3. There are 109 prisoners scheduled to be executed. The prisoners will be lined up, facing the same direction along the line, so that each prisoner can see all the prisoners in front of him or her but none of those behind him or her. A hat will be placed on each prisoner’s head, and each hat has a 50% chance of being red, and a 50% chance of being blue. (The hats are all independent – there aren’t a fixed number of red or blue hats). Starting at the back of the line, each prisoner will be asked by the warden what colour his or her hat is. The prisoner will answer by pushing either a red button or blue button on the remote control the warden carries. If the prisoner gets it right, he or she goes free; otherwise, the prisoner is executed. The prisoners can learn the results of what happens behind them by looking at a large monitor in front of them. The monitor lists the prisoners by number and as the button is pushed either the word 'red' or 'blue' appears next to the prisoner's number in line. The prisoners can see all the hats in front of them. However, they can’t make any noise or any other sort of communication, other than pushing the warden's button, once the hats are placed (or else they will all be put to death). Before entering the line-up they can discuss and agree on a strategy.
What is the maximum number of prisoners who can be guaranteed to survive? Justify your answer.

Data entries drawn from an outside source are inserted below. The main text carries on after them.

//! # Derivision Journal
//!
//! User-authored context around trades: free-form journal entries and
//! per-trade annotations. Both persist as JSON files with simple key-value
//! semantics (entries keyed by entry id, annotations keyed by trade id).
//!
//! Persistence is deliberately forgiving on the read side: a missing or
//! corrupt file starts an empty store after a warning, because user notes
//! must never block the dashboard. Writes are explicit via `save`.

pub mod annotations;
pub mod entries;
pub mod error;

pub use annotations::{AnnotationStore, TradeAnnotation};
pub use entries::{JournalEntry, JournalStore, MistakeType, SetupType};
pub use error::JournalError;
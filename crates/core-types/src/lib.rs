pub mod enums;
pub mod error;
pub mod structs;

// Re-export the core types to provide a clean public API.
pub use enums::{OrderType, Side, TradeOutcome};
pub use error::CoreError;
pub use structs::{NormalizedTrade, validate_batch};
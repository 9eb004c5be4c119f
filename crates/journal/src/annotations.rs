use crate::entries::{MistakeType, SetupType};
use crate::error::JournalError;
use chrono::{DateTime, Utc};
use serde::{Deserialize, Serialize};
use std::collections::BTreeMap;
use std::fs;
use std::path::{Path, PathBuf};
use tracing::warn;

/// User notes attached to a single trade, keyed externally by trade id.
/// Trades themselves are never persisted; annotations are the only state
/// that outlives a computation cycle.
#[derive(Debug, Clone, Default, PartialEq, Serialize, Deserialize)]
pub struct TradeAnnotation {
    #[serde(default)]
    pub tags: Vec<String>,
    #[serde(default)]
    pub notes: String,
    #[serde(default)]
    pub setup_type: Option<SetupType>,
    #[serde(default)]
    pub mistake_type: Option<MistakeType>,
    #[serde(default)]
    pub reviewed: bool,
    #[serde(default)]
    pub updated_at: Option<DateTime<Utc>>,
}

/// File-backed trade-id -> annotation map.
#[derive(Debug)]
pub struct AnnotationStore {
    path: PathBuf,
    map: BTreeMap<String, TradeAnnotation>,
}

impl AnnotationStore {
    /// Opens the store at `path`; missing or corrupt files start empty.
    pub fn open(path: impl Into<PathBuf>) -> Self {
        let path = path.into();
        let map = match load_annotations(&path) {
            Ok(map) => map,
            Err(err) => {
                warn!(path = %path.display(), error = %err, "annotations unreadable, starting empty");
                BTreeMap::new()
            }
        };
        Self { path, map }
    }

    pub fn get(&self, trade_id: &str) -> Option<&TradeAnnotation> {
        self.map.get(trade_id)
    }

    pub fn all(&self) -> &BTreeMap<String, TradeAnnotation> {
        &self.map
    }

    /// Inserts or replaces the annotation for a trade, stamping
    /// `updated_at`.
    pub fn upsert(&mut self, trade_id: impl Into<String>, mut annotation: TradeAnnotation) {
        annotation.updated_at = Some(Utc::now());
        self.map.insert(trade_id.into(), annotation);
    }

    /// Removes a trade's annotation; returns whether one existed.
    pub fn remove(&mut self, trade_id: &str) -> bool {
        self.map.remove(trade_id).is_some()
    }

    pub fn save(&self) -> Result<(), JournalError> {
        let rendered = serde_json::to_string_pretty(&self.map)?;
        fs::write(&self.path, rendered)?;
        Ok(())
    }
}

fn load_annotations(path: &Path) -> Result<BTreeMap<String, TradeAnnotation>, JournalError> {
    if !path.exists() {
        return Ok(BTreeMap::new());
    }
    let raw = fs::read_to_string(path)?;
    Ok(serde_json::from_str(&raw)?)
}

#[cfg(test)]
mod tests {
    use super::*;

    #[test]
    fn round_trips_and_stamps_updated_at() {
        let dir = tempfile::tempdir().unwrap();
        let path = dir.path().join("annotations.json");

        let mut store = AnnotationStore::open(&path);
        store.upsert(
            "trade-1",
            TradeAnnotation {
                tags: vec!["scalp".to_string()],
                notes: "late entry".to_string(),
                setup_type: Some(SetupType::Breakout),
                mistake_type: Some(MistakeType::WrongEntry),
                reviewed: true,
                updated_at: None,
            },
        );
        assert!(store.get("trade-1").unwrap().updated_at.is_some());
        store.save().unwrap();

        let reopened = AnnotationStore::open(&path);
        let ann = reopened.get("trade-1").unwrap();
        assert_eq!(ann.notes, "late entry");
        assert_eq!(ann.setup_type, Some(SetupType::Breakout));
        assert!(ann.reviewed);
        assert!(reopened.get("trade-2").is_none());
    }

    #[test]
    fn remove_reports_presence() {
        let dir = tempfile::tempdir().unwrap();
        let mut store = AnnotationStore::open(dir.path().join("annotations.json"));
        store.upsert("trade-1", TradeAnnotation::default());
        assert!(store.remove("trade-1"));
        assert!(!store.remove("trade-1"));
    }

    #[test]
    fn corrupt_file_starts_empty() {
        let dir = tempfile::tempdir().unwrap();
        let path = dir.path().join("annotations.json");
        fs::write(&path, "[1, 2, 3]").unwrap();
        let store = AnnotationStore::open(&path);
        assert!(store.all().is_empty());
    }
}
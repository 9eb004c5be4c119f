//! Calendar helpers shared by the metrics and insights engines.
//!
//! The original data sources stamp trades in UTC; "local" day and hour
//! bucketing is expressed through an explicit `FixedOffset` so that results
//! are deterministic regardless of the host timezone.

use chrono::{DateTime, FixedOffset, Timelike, Utc};

/// `YYYY-MM-DD` day key in the given offset. Lexicographic order of these
/// keys is chronological order.
pub fn day_key(ts: DateTime<Utc>, offset: FixedOffset) -> String {
    ts.with_timezone(&offset).format("%Y-%m-%d").to_string()
}

/// Calendar hour of day (0..=23) in the given offset.
pub fn local_hour(ts: DateTime<Utc>, offset: FixedOffset) -> u32 {
    ts.with_timezone(&offset).hour()
}
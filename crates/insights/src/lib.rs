//! # Derivision Insights Engine
//!
//! Behavioral analytics layered on top of the metrics report: win/loss
//! streaks, overtrading detection, fee drag against gross profit, and the
//! best/worst trading hour.
//!
//! Like the metrics engine this is a pure Layer 1 crate: stateless, total
//! over any well-typed input (including the empty batch), and free of side
//! effects beyond tracing.

pub mod engine;
pub mod report;

pub use engine::{InsightsEngine, InsightsOptions, FEE_WARNING_PCT, OVERTRADING_THRESHOLD};
pub use report::{BestWorstHour, FeeDrag, FlaggedDay, InsightsReport, Overtrading, Streaks};
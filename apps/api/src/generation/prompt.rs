//! Prompt Builder — renders a `GenerationRequest` into the single
//! natural-language instruction string sent to the model.
//!
//! Pure function, no failure modes: absent optional attributes are simply
//! omitted, and every section is independently gated so the prompt never
//! contains an empty header (no "EDUCATION:" with no entries). That keeps
//! the model's attention on genuinely available information and discourages
//! fabrication.
//!
//! Applicant-provided text is embedded unescaped. A resume containing the
//! literal string `FIELD_ID:` could in principle desynchronize reply
//! parsing; known limitation, not mitigated.

use crate::generation::prompts::{FIELD_INSTRUCTIONS, GENERATION_PREAMBLE, UNLABELED_FIELD};
use crate::models::request::{ApplicantProfile, Education, GenerationRequest, WorkExperience};

/// Builds the full generation prompt. Idempotent: same request, same string.
pub fn build_prompt(request: &GenerationRequest) -> String {
    let mut prompt = String::new();

    prompt.push_str(GENERATION_PREAMBLE);
    prompt.push('\n');

    if !request.job.is_empty() {
        prompt.push_str("\nJOB INFORMATION:\n");
        if let Some(title) = &request.job.job_title {
            prompt.push_str(&format!("Position: {title}\n"));
        }
        if let Some(company) = &request.job.company_name {
            prompt.push_str(&format!("Company: {company}\n"));
        }
    }

    push_applicant_section(&mut prompt, &request.resume);

    prompt.push('\n');
    prompt.push_str(FIELD_INSTRUCTIONS);
    prompt.push_str("\n\n");

    for field in &request.form_fields {
        let label = field.field_label.as_deref().unwrap_or(UNLABELED_FIELD);
        let required = if field.required { "Required" } else { "Optional" };
        let options = if field.options.is_empty() {
            String::new()
        } else {
            format!(", Options: {}", field.options.join(", "))
        };

        prompt.push_str(&format!("Field ID: {}\n", field.id));
        prompt.push_str(&format!("Label: {label}\n"));
        prompt.push_str(&format!("Type: {}\n", field.field_type));
        prompt.push_str(&format!("{required}{options}\n\n"));
    }

    prompt
}

fn push_applicant_section(prompt: &mut String, resume: &ApplicantProfile) {
    prompt.push_str("\nAPPLICANT INFORMATION:\n");
    prompt.push_str(&format!("Full Name: {}\n", resume.full_name));

    if let Some(email) = &resume.email {
        prompt.push_str(&format!("Email: {email}\n"));
    }
    if let Some(phone) = &resume.phone {
        prompt.push_str(&format!("Phone: {phone}\n"));
    }
    if let Some(summary) = &resume.summary {
        prompt.push_str(&format!("\nSummary: {summary}\n"));
    }
    if !resume.skills.is_empty() {
        prompt.push_str(&format!("\nSkills: {}\n", resume.skills.join(", ")));
    }

    if !resume.work_experience.is_empty() {
        prompt.push_str("\nWORK EXPERIENCE:\n");
        for exp in &resume.work_experience {
            prompt.push_str(&format!(
                "- {} at {} {}\n",
                exp.position,
                exp.company,
                work_date_range(exp)
            ));
            if let Some(description) = &exp.description {
                prompt.push_str(&format!("  {description}\n"));
            }
        }
    }

    if !resume.education.is_empty() {
        prompt.push_str("\nEDUCATION:\n");
        for edu in &resume.education {
            let details = match &edu.field {
                Some(field) => format!("{} in {}", edu.degree, field),
                None => edu.degree.clone(),
            };
            prompt.push_str(&format!(
                "- {} from {} {}\n",
                details,
                edu.institution,
                education_date_range(edu)
            ));
            if let Some(gpa) = &edu.gpa {
                prompt.push_str(&format!("  GPA: {gpa}\n"));
            }
        }
    }
}

/// Date range for a work entry: no start date means no range at all;
/// an open current position renders as `(start - Present)`.
fn work_date_range(exp: &WorkExperience) -> String {
    let Some(start) = &exp.start_date else {
        return String::new();
    };
    match (&exp.end_date, exp.current_position.unwrap_or(false)) {
        (Some(end), _) => format!("({start} - {end})"),
        (None, true) => format!("({start} - Present)"),
        (None, false) => format!("({start})"),
    }
}

/// Same rule for education, minus the "Present" case.
fn education_date_range(edu: &Education) -> String {
    let Some(start) = &edu.start_date else {
        return String::new();
    };
    match &edu.end_date {
        Some(end) => format!("({start} - {end})"),
        None => format!("({start})"),
    }
}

4. In 1973 women applicants charged the University of California at Berkeley graduate school admissions with sexual discrimination. A study revealed that, despite adequately similar qualifications, 44% of men applicants were accepted, but only 35% of women applicants were accepted. The graduate school, in an effort to determine in which departments the alleged discrimination might be occurring, requested that each department examine its own applicant-to-acceptance percentages. Upon doing so, every single graduate department insisted that, in their department, the probability of gaining admission was better for women than for men.
Can the study and all the departments be telling the truth simultaneously in this situation? Would the added assumption that the number of male and female graduate applications was the same alter the answer to the first question? Justify your answers.
5.[Bonus Point Problem] Dividing Cake: A cake is divided fairly if no one can legitimately complain about the portion they get. A complaint is legitimate if and only if the portion one gets is both (a) not acceptable in one's own eyes and (b) one gets a portion that they were not responsible for creating. Suppose two people want to divide up a cake fairly using just a knife. An obvious solution is to have one person cut and the other person choose which piece to take. The chooser can take whichever piece she thinks is bigger (or smaller if preferred) and certainly cannot complain that she got a portion that is not a acceptable in her own eyes--after all she got to choose from all the possible pieces. If the cutter cuts the cake into obviously different size pieces and the chooser picks the larger piece, the cutter has no one to blame but himself for how he cut the cake and cannot complain that he got a portion that he was not responsible for creating. In the case of three people, however, the same strategy will not work. If the first person cuts the cake into three pieces, and then the second person chooses, the third person may well complain that none of the remaining two peices are acceptable in her eyes. Now suppose there are eleven people who want to divide up a cake fairly using just a knife.
Is there any way to arrange the cutting and choosing amongst the eleven people such that no one can legitimately complain about the portion they get? Justify your answer.